Operational Principles

  • Pilot points are assigned spatial locations with x, y coordinates (or x, y, z for 3D), distributed throughout the model domain.
  • The process involves assigning values to pilot points by PEST and then interpolating from these points to the model grid or mesh.

Flexibility and Zones

  • Pilot points can be associated with different zones, allowing independent interpolation within each zone without crossing boundaries.
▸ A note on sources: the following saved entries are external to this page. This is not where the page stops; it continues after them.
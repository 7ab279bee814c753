use std::ffi::OsStr;
use std::fs::File;
use std::io::{self, BufReader, Read};
use std::path::{Path, PathBuf};
use tracing::{debug, info};

use crate::cli::UpdateArgs;
use crate::cmdline::split_command;
use crate::config::{AppConfig, ProductConfig};
use crate::platform::{ProcessRunner, TaskScheduler, UninstallRegistry};
use crate::registry::UninstallData;
use crate::report::{Aborted, Report, Step};
use crate::task::TaskDefinition;

/// Result of comparing the source executable with an installed copy.
#[derive(Debug, Clone, Copy, PartialEq, Eq)]
pub enum FileState {
    Missing,
    Same,
    Different,
}

/// Installs and removes the executable, uninstall entry and scheduled task.
pub struct Installer<'a> {
    config: &'a AppConfig,
    version: &'a str,
    scheduler: &'a dyn TaskScheduler,
    registry: &'a dyn UninstallRegistry,
    runner: &'a dyn ProcessRunner,
}

impl<'a> Installer<'a> {
    pub fn new(
        config: &'a AppConfig,
        version: &'a str,
        scheduler: &'a dyn TaskScheduler,
        registry: &'a dyn UninstallRegistry,
        runner: &'a dyn ProcessRunner,
    ) -> Self {
        Self {
            config,
            version,
            scheduler,
            registry,
            runner,
        }
    }

    /// Installs `program` below `program_files` and registers the
    /// network-change task for `args`.
    pub fn install(
        &self,
        report: &mut Report,
        program: &Path,
        program_files: Option<&OsStr>,
        args: &UpdateArgs,
    ) {
        if self.install_steps(report, program, program_files, args).is_err() {
            debug!("Install stopped early");
        }
    }

    pub fn uninstall(&self, report: &mut Report) {
        if self.uninstall_steps(report).is_err() {
            debug!("Uninstall stopped early");
        }
    }

    fn install_steps(
        &self,
        report: &mut Report,
        program: &Path,
        program_files: Option<&OsStr>,
        args: &UpdateArgs,
    ) -> Result<(), Aborted> {
        let source = absolute(program).map_err(|e| {
            report.abort(
                Step::ResolveSource,
                format!("Failed to determine the absolute path of {}: {}", program.display(), e),
            )
        })?;
        let exe = installed_name(&source)
            .ok_or_else(|| report.abort(Step::ResolveSource, "Executable has no file name"))?;
        let source_dir = source.parent().map(Path::to_path_buf).unwrap_or_default();
        let size = std::fs::metadata(&source)
            .map(|m| m.len())
            .map_err(|e| report.abort(Step::ResolveSource, format!("Failed to open {}: {}", exe, e)))?;
        report.done(Step::ResolveSource, source.display().to_string());

        let dest_dir = install_dir(program_files, &self.config.product, self.version)
            .map_err(|e| report.abort(Step::ResolveInstallDir, e))?;
        report.done(
            Step::ResolveInstallDir,
            format!("Installing {} to: {}", exe, dest_dir.display()),
        );

        let state = compare_file_content(&source, &dest_dir.join(&exe)).map_err(|e| {
            report.abort(
                Step::CompareExisting,
                format!("Failed to examine existing {} file: {}", exe, e),
            )
        })?;
        match state {
            FileState::Missing => report.done(Step::CompareExisting, format!("No existing {}", exe)),
            FileState::Same => report.done(
                Step::CompareExisting,
                format!("Existing {} file is up to date", exe),
            ),
            FileState::Different => report.done(
                Step::CompareExisting,
                format!("Existing {} file is out of date", exe),
            ),
        }

        std::fs::create_dir_all(&dest_dir).map_err(|e| {
            report.abort(
                Step::CreateInstallDir,
                format!(
                    "Failed to create installation directory \"{}\": {}",
                    dest_dir.display(),
                    e
                ),
            )
        })?;
        report.done(Step::CreateInstallDir, dest_dir.display().to_string());

        self.remove_previous(report);

        let task_path = self.config.task.rooted_path();
        self.remove_task(report, Step::RemoveExistingTask, &task_path)?;

        if state == FileState::Same {
            report.skipped(Step::CopyExecutable, format!("{} is up to date", exe));
        } else {
            copy_executable(&source, &dest_dir, &exe).map_err(|e| {
                report.abort(
                    Step::CopyExecutable,
                    format!("Failed to copy {} executable: {}", exe, e),
                )
            })?;
            report.done(
                Step::CopyExecutable,
                format!("{} copied to {}", exe, dest_dir.display()),
            );
        }

        let data = UninstallData::for_install(
            &self.config.product,
            self.version,
            &source_dir,
            &dest_dir,
            &exe,
            size,
        );
        match self.registry.write(&data) {
            Ok(()) => report.done(
                Step::WriteRegistry,
                "Wrote uninstall entry to the Windows registry",
            ),
            Err(e) => report.warn(
                Step::WriteRegistry,
                format!(
                    "Failed to write uninstall entry to the Windows registry: {}",
                    e
                ),
            ),
        }

        let definition = TaskDefinition::network_change(self.config, &dest_dir.join(&exe), args);
        let display_path = self.config.task.path();
        self.scheduler
            .create(&task_path, &definition)
            .map_err(|e| {
                report.abort(
                    Step::CreateTask,
                    format!("Failed to create \"{}\" task: {}", display_path, e),
                )
            })?;
        report.done(
            Step::CreateTask,
            format!("\"{}\" task created successfully", display_path),
        );

        self.scheduler
            .run(&task_path)
            .map_err(|e| report.abort(Step::RunTask, format!("Failed to start task: {}", e)))?;
        report.done(Step::RunTask, "Task started");

        info!("Installed {} {} to {}", self.config.product.name, self.version, dest_dir.display());
        Ok(())
    }

    fn uninstall_steps(&self, report: &mut Report) -> Result<(), Aborted> {
        let task_path = self.config.task.rooted_path();
        self.remove_task(report, Step::RemoveTask, &task_path)?;

        match self.registry.delete() {
            Ok(()) => report.done(
                Step::RemoveRegistry,
                "Removed uninstall entry from the Windows registry",
            ),
            Err(e) => report.warn(
                Step::RemoveRegistry,
                format!(
                    "Failed to remove uninstall entry from the Windows registry: {}",
                    e
                ),
            ),
        }
        Ok(())
    }

    /// Runs the uninstaller recorded by an earlier installation, if any.
    fn remove_previous(&self, report: &mut Report) {
        let data = match self.registry.read() {
            Ok(Some(data)) => data,
            Ok(None) => {
                report.skipped(Step::RemovePrevious, "No previous installation");
                return;
            }
            Err(e) => {
                report.warn(
                    Step::RemovePrevious,
                    format!("Failed to read previous uninstall entry: {}", e),
                );
                return;
            }
        };

        info!(
            "Removing {} version {}",
            data.display_name, data.display_version
        );
        let Some((program, args)) = split_command(&data.uninstall_command) else {
            report.warn(Step::RemovePrevious, "Failed to locate uninstaller");
            return;
        };

        info!("Executing: {}", data.uninstall_command);
        match self.runner.run(&program, &args) {
            Ok(true) => report.done(
                Step::RemovePrevious,
                format!("Removed {} version {}", data.display_name, data.display_version),
            ),
            Ok(false) => report.warn(
                Step::RemovePrevious,
                format!("Removal failed: {} exited unsuccessfully", program),
            ),
            Err(e) => report.warn(Step::RemovePrevious, format!("Removal failed: {}", e)),
        }
    }

    fn remove_task(&self, report: &mut Report, step: Step, task_path: &str) -> Result<(), Aborted> {
        let display_path = self.config.task.path();
        let exists = self.scheduler.exists(task_path).map_err(|e| {
            report.abort(step, format!("Failed to check for existing task: {}", e))
        })?;
        if !exists {
            report.skipped(step, format!("No \"{}\" task", display_path));
            return Ok(());
        }

        self.scheduler.delete(task_path).map_err(|e| {
            report.abort(step, format!("Removal of existing task failed: {}", e))
        })?;
        report.done(
            step,
            format!("The \"{}\" task has been removed", display_path),
        );
        Ok(())
    }
}

/// `%PROGRAMFILES%\<company_dir>\<install_dir>\<version>`.
pub fn install_dir(
    program_files: Option<&OsStr>,
    product: &ProductConfig,
    version: &str,
) -> Result<PathBuf, String> {
    match program_files {
        Some(dir) if !dir.is_empty() => Ok(PathBuf::from(dir)
            .join(&product.company_dir)
            .join(&product.install_dir)
            .join(version)),
        _ => Err("Unable to determine ProgramFiles location".to_string()),
    }
}

/// File name the executable is installed under; always ends in `.exe`.
pub fn installed_name(source: &Path) -> Option<String> {
    let name = source.file_name()?.to_string_lossy().into_owned();
    if name.to_ascii_lowercase().ends_with(".exe") {
        Some(name)
    } else {
        Some(format!("{}.exe", name))
    }
}

pub fn compare_file_content(source: &Path, existing: &Path) -> io::Result<FileState> {
    let existing_file = match File::open(existing) {
        Ok(file) => file,
        Err(e) if e.kind() == io::ErrorKind::NotFound => return Ok(FileState::Missing),
        Err(e) => return Err(e),
    };
    let source_file = File::open(source)?;

    if source_file.metadata()?.len() != existing_file.metadata()?.len() {
        return Ok(FileState::Different);
    }

    let mut a = BufReader::new(source_file);
    let mut b = BufReader::new(existing_file);
    let mut buf_a = [0u8; 8192];
    let mut buf_b = [0u8; 8192];
    loop {
        let n = a.read(&mut buf_a)?;
        if n == 0 {
            return Ok(FileState::Same);
        }
        b.read_exact(&mut buf_b[..n])?;
        if buf_a[..n] != buf_b[..n] {
            return Ok(FileState::Different);
        }
    }
}

/// Copies through a temporary file so a failed copy leaves any existing
/// executable in place.
fn copy_executable(source: &Path, dest_dir: &Path, exe: &str) -> io::Result<()> {
    let target = dest_dir.join(exe);
    let partial = dest_dir.join(format!("{}.partial", exe));
    if let Err(e) = std::fs::copy(source, &partial) {
        let _ = std::fs::remove_file(&partial);
        return Err(e);
    }
    std::fs::rename(&partial, &target).map_err(|e| {
        let _ = std::fs::remove_file(&partial);
        e
    })
}

fn absolute(path: &Path) -> io::Result<PathBuf> {
    if path.is_absolute() {
        Ok(path.to_path_buf())
    } else {
        Ok(std::env::current_dir()?.join(path))
    }
}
Understanding Pest Interpolation in Model Grids

In this section, the discussion revolves around the process of interpolation from Pilot points to the model grid using PL proc within the Pest Suite.

Pest Interface with Model

  • A program must run in front of the simulator to handle interpolation from Pilot points to the model grid.
  • Pest writes model input files using templates and reads numbers from model output files through instruction files.

PL Proc Functionality

  • PL proc (Parameter List Processor) is utilized for writing input files for the model, maintaining a non-intrusive interface with the model.
  • Template files used by PL proc for writing model input files are more sophisticated, allowing for efficient transfer of large numbers during interpolation.

Interpolation Mechanisms

  • PL proc can undertake interpolation from Pilot points to a model grid using various mechanisms like craing and Radial basis functions.
  • It offers flexibility in applying interpolation schemes, enabling control at both horizontal and vertical levels based on different criteria.

Comparison: Craing vs. Radial Basis Functions

This part delves into a comparison between craing and Radial basis functions as interpolators within pest calibration schemes.

Craing Advantages

  • Craing is numerically rapid and honors values at pilot points, minimizing undershooting or overshooting issues.
  • Simple cing stabilizes extrapolation and provides mean value support, enhancing stability during modeling processes.

Radial Basis Functions Challenges

  • Radial basis functions eliminate blotchiness but may result in overly smooth or unrealistic interpolated parameter fields.

New Section

In this section, the flexibility and complexity of PL proc in parameterizing a model domain through scripts are discussed.

Parameterization Flexibility and Complexity

  • PL proc offers more flexibility in the parameter field compared to PE control files.
  • Instructions for PL proc are scripted, akin to a programming language, allowing for complex operations like mathematical calculations between arrays.
  • Detailed instructions written in files guide PL proc functions, enabling realistic interpolation and parameterization for model domains.

New Section

This part delves into handling differential densities of pilot points during model domain parameterization.

Differential Densities of Pilot Points

  • Two-stage interpolation is an approach for addressing varying densities of pilot points within a model domain.
  • Introduction of secondary pilot points on a finer grid allows for multipliers to perturb the background parameter field, enhancing interpolation accuracy.

New Section

The discussion shifts towards advanced interpolation techniques based on local pilot point density adjustments.

Advanced Interpolation Techniques

  • Simple cing with mean adjustment facilitates stable extrapolation by fading multiplier values back to one as distance from pilot points increases.
  • Background and multiplier fields interact seamlessly through simple cing, accommodating varied parameterization density across different areas efficiently.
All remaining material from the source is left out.